Electrodomésticos, colchones, juegos de living y una infinidad de artículos varios que no caben en las volquetas, son apenas el saldo visible de la pasada inundación. También hubo autos que se fundieron por transitar con el agua tapando las ruedas, entre otros daños.
Las postales del fin de semana son de ropa colgando, colchones al sol, puertas y ventanas abiertas para secar paredes que lloran y niños cargando arena, madres entrando material a carretilla para rellenar terrenos, abuelas lamentando lo perdido y hombres y mujeres apenados por no poder darle a sus hijos mejores condiciones de vida. La angustia principal quizás sea la de no poder asegurar que la penosa escena, se repita.
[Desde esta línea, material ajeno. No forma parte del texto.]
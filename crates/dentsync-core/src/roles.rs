//! Role-based subscription table
//!
//! Which live queries a signed-in user gets depends on their role. Patients
//! see their own appointments, treatments, payments and notifications;
//! dentists see their schedule, the patient list and the service catalogue.

use crate::models::{EntityType, Role};
use crate::remote::{QueryDescriptor, SortDirection};
use crate::subscriptions::{Scope, SubscriptionKey};

/// Notifications are capped at the most recent ones
pub const NOTIFICATION_LIMIT: usize = 20;

/// One live query to open for a user
#[derive(Debug, Clone, PartialEq)]
pub struct SubscriptionPlan {
    pub key: SubscriptionKey,
    pub query: QueryDescriptor,
}

impl SubscriptionPlan {
    fn owned(entity: EntityType, field: &str, uid: &str) -> Self {
        Self {
            key: SubscriptionKey::new(entity, Scope::equals(field, uid)),
            query: QueryDescriptor::all().filter(field, uid),
        }
    }

    fn sorted(mut self, field: &str, direction: SortDirection) -> Self {
        self.query = self.query.order_by(field, direction);
        self
    }

    fn limited(mut self, limit: usize) -> Self {
        self.query = self.query.limit(limit);
        self
    }
}

/// Live queries for a user with the given role
pub fn subscriptions_for(role: Role, uid: &str) -> Vec<SubscriptionPlan> {
    use SortDirection::{Ascending, Descending};

    let notifications = SubscriptionPlan::owned(EntityType::Notification, "userId", uid)
        .sorted("createdAt", Descending)
        .limited(NOTIFICATION_LIMIT);

    match role {
        Role::Patient => vec![
            SubscriptionPlan::owned(EntityType::Appointment, "patientId", uid)
                .sorted("appointmentDate", Ascending),
            SubscriptionPlan::owned(EntityType::Treatment, "patientId", uid)
                .sorted("treatmentDate", Descending),
            SubscriptionPlan::owned(EntityType::Payment, "patientId", uid)
                .sorted("paymentDate", Descending),
            notifications,
        ],
        Role::Dentist => vec![
            SubscriptionPlan::owned(EntityType::Appointment, "dentistId", uid)
                .sorted("appointmentDate", Ascending),
            SubscriptionPlan {
                key: SubscriptionKey::new(EntityType::Patient, Scope::equals("role", "patient")),
                query: QueryDescriptor::all().filter("role", "patient"),
            }
            .sorted("name", Ascending),
            SubscriptionPlan {
                key: SubscriptionKey::new(EntityType::Service, Scope::All),
                query: QueryDescriptor::all(),
            }
            .sorted("name", Ascending),
            notifications,
        ],
    }
}

/// Field stamped with the signed-in user's id on local creates
///
/// Only entities a user owns outright get stamped; a dentist's appointment
/// still needs an explicit `patientId`.
pub fn owner_field(role: Role, entity: EntityType) -> Option<&'static str> {
    match (role, entity) {
        (Role::Patient, EntityType::Appointment)
        | (Role::Patient, EntityType::Treatment)
        | (Role::Patient, EntityType::Payment) => Some("patientId"),
        (Role::Dentist, EntityType::Appointment) | (Role::Dentist, EntityType::Treatment) => {
            Some("dentistId")
        }
        (_, EntityType::Notification) => Some("userId"),
        _ => None,
    }
}
//! UI notifications
//!
//! The orchestrator publishes named events on a broadcast channel. Any number
//! of UI observers can subscribe; a slow observer only loses its own backlog.

use serde::Serialize;
use tokio::sync::broadcast;
use tracing::debug;
use uuid::Uuid;

use crate::document::Document;
use crate::error::ErrorCode;
use crate::models::EntityType;
use crate::subscriptions::SubscriptionKey;

const EVENT_CAPACITY: usize = 256;

/// Something the UI may want to react to
#[derive(Debug, Clone, PartialEq, Serialize)]
#[serde(tag = "event", rename_all = "camelCase")]
pub enum SyncEvent {
    /// A mirror's view changed; `items` is the full updated slice
    #[serde(rename_all = "camelCase")]
    EntityUpdated {
        entity: EntityType,
        key: SubscriptionKey,
        items: Vec<Document>,
    },
    #[serde(rename_all = "camelCase")]
    SyncStatusChanged { is_online: bool, queue_length: usize },
    /// A mutation was rejected and rolled back
    #[serde(rename_all = "camelCase")]
    MutationFailed {
        mutation_id: Uuid,
        entity: EntityType,
        code: ErrorCode,
        message: String,
    },
    /// A mutation ran out of retries and was rolled back
    #[serde(rename_all = "camelCase")]
    MutationDeadLettered {
        mutation_id: Uuid,
        entity: EntityType,
        attempts: u32,
    },
    /// A queued mutation was dropped because the remote version won
    #[serde(rename_all = "camelCase")]
    MutationSuperseded {
        mutation_id: Uuid,
        entity: EntityType,
        entity_id: String,
    },
    #[serde(rename_all = "camelCase")]
    SubscriptionFailed {
        key: SubscriptionKey,
        code: ErrorCode,
        message: String,
    },
}

impl SyncEvent {
    /// Event name as seen by UI listeners (e.g. `appointmentUpdated`)
    pub fn name(&self) -> String {
        match self {
            SyncEvent::EntityUpdated { entity, .. } => entity.updated_event_name(),
            SyncEvent::SyncStatusChanged { .. } => "syncStatusChanged".to_string(),
            SyncEvent::MutationFailed { .. } => "mutationFailed".to_string(),
            SyncEvent::MutationDeadLettered { .. } => "mutationDeadLettered".to_string(),
            SyncEvent::MutationSuperseded { .. } => "mutationSuperseded".to_string(),
            SyncEvent::SubscriptionFailed { .. } => "subscriptionFailed".to_string(),
        }
    }
}

/// Broadcast bus for [`SyncEvent`]s
#[derive(Debug, Clone)]
pub struct EventBus {
    tx: broadcast::Sender<SyncEvent>,
}

impl EventBus {
    pub fn new() -> Self {
        let (tx, _) = broadcast::channel(EVENT_CAPACITY);
        Self { tx }
    }

    pub fn subscribe(&self) -> broadcast::Receiver<SyncEvent> {
        self.tx.subscribe()
    }

    /// Publish an event; having no listeners is fine
    pub fn emit(&self, event: SyncEvent) {
        debug!("Event {}", event.name());
        let _ = self.tx.send(event);
    }
}

impl Default for EventBus {
    fn default() -> Self {
        Self::new()
    }
}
Ante la saturación hídrica en la tierra, arroyos y causes crecidos, sumado a pronósticos de lluvia para esta zona del país el inicio de la semana, la amenaza sigue latente ya que, de la noche a la mañana todo puede empeorar.

DAÑOS NO VISIBLES
Con las inundaciones las viviendas sufren afectaciones, en mayor o menor medida, debido a los altos niveles alcanzados por el agua, la saturación del suelo, las malas prácticas constructivas en los sistemas y los materiales utilizados. El problema está, en que su identificación requiere de evaluaciones técnicas precisas, porque las deficiencias que generan no son apreciables a simple vista.
En general, después de una inundación se tienden a subestimar los efectos sobre las viviendas, ocasionando un efecto acumulativo que lesiona estructuras e incrementa su vulnerabilidad.
Si bien los dispositivos locales bajo el paraguas del CECOED se activaron de manera inmediata y el relevamiento de daños en Cerro Largo continua, al igual que en una inundación, buena parte de lo que la corriente se llevó, ya no volverá.